Wayfaring Stranger (Orion, £19.99 *£16.99) by James Lee Burke is a sprawling American Western that opens with a memorable encounter with gangsters Bonnie and Clyde, then spends some time abroad behind enemy lines in war-torn Germany, before settling into its tale of corruption amid the oil fields of mid-century Texas.
Its hero, Weldon Avery Holland, wishes for ‘the moral clarity and violent alternatives’ of the 19th-century Wild West and despairs of the bureaucrats, cowards and bullies who have tamed that way of life. Weldon’s grandfather, Hackberry Holland, even when confined to bed with a revolver under his pillow, all but steals the show. Half American noir, half philosophical rumination on good and evil, Wayfaring Stranger reads like it’s been pickled in bourbon.

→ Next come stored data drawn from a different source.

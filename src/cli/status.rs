use std::path::PathBuf;

use colored::Colorize;
use comfy_table::{Cell, Table};

use crate::error::{EtlError, Result};
use crate::fmt::format_bytes;
use crate::manifest::latest_manifest;
use crate::settings::load_settings;

pub fn run(target_dir: Option<String>) -> Result<()> {
    let target_dir = PathBuf::from(target_dir.unwrap_or_else(|| load_settings().target_dir));

    let manifest = match latest_manifest(&target_dir) {
        Ok(m) => m,
        Err(EtlError::NoRuns(dir)) => {
            println!("No runs found in {dir}. Run `cafe-etl run` first.");
            return Ok(());
        }
        Err(e) => return Err(e),
    };

    println!("{}", format!("Last run: {}", manifest.stamp).bold());
    println!("Input:      {}", manifest.input_file);
    println!("SHA-256:    {}", manifest.input_sha256);
    println!();
    println!("Input rows:     {}", manifest.input_rows);
    println!("Dropped (no id): {}", manifest.dropped_rows);
    println!("Accepted:       {}", manifest.accepted_rows.to_string().green());
    println!("Rejected:       {}", manifest.rejected_rows.to_string().red());
    println!(
        "Dimensions:     {} items, {} payment methods, {} locations",
        manifest.dim_items, manifest.dim_payment_methods, manifest.dim_locations
    );

    let mut table = Table::new();
    table.set_header(vec!["Output", "Size"]);
    for output in &manifest.outputs {
        let size = std::fs::metadata(output)
            .map(|m| format_bytes(m.len()))
            .unwrap_or_else(|_| "(missing)".to_string());
        table.add_row(vec![Cell::new(output), Cell::new(size)]);
    }
    println!("\n{table}");
    Ok(())
}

But Ruth Rendell’s The Girl Next Door (Hutchinson £18.99 *£15.99) is the pick of the bunch. Although ostensibly a traditional whydunnit, in reality, it’s a cleareyed examination on the pains and perils of growing old. Regrets, loneliness and cancer are the terrors lurking in the shadows here. As with The Skeleton Road, a grisly crime from the past resurfaces, but the author firmly relegates the police to the sidelines in favour of a number of septuagenarians whose childhood memories of the green Essex meadows during the Second World War may hold the solution to a murder.
The main character is an odd one; widower Michael Winwood is half-broken by grief, prone to crying and writes poetry about buses, but, like Inspector Maigret (albeit in his own fashion), he gets his man.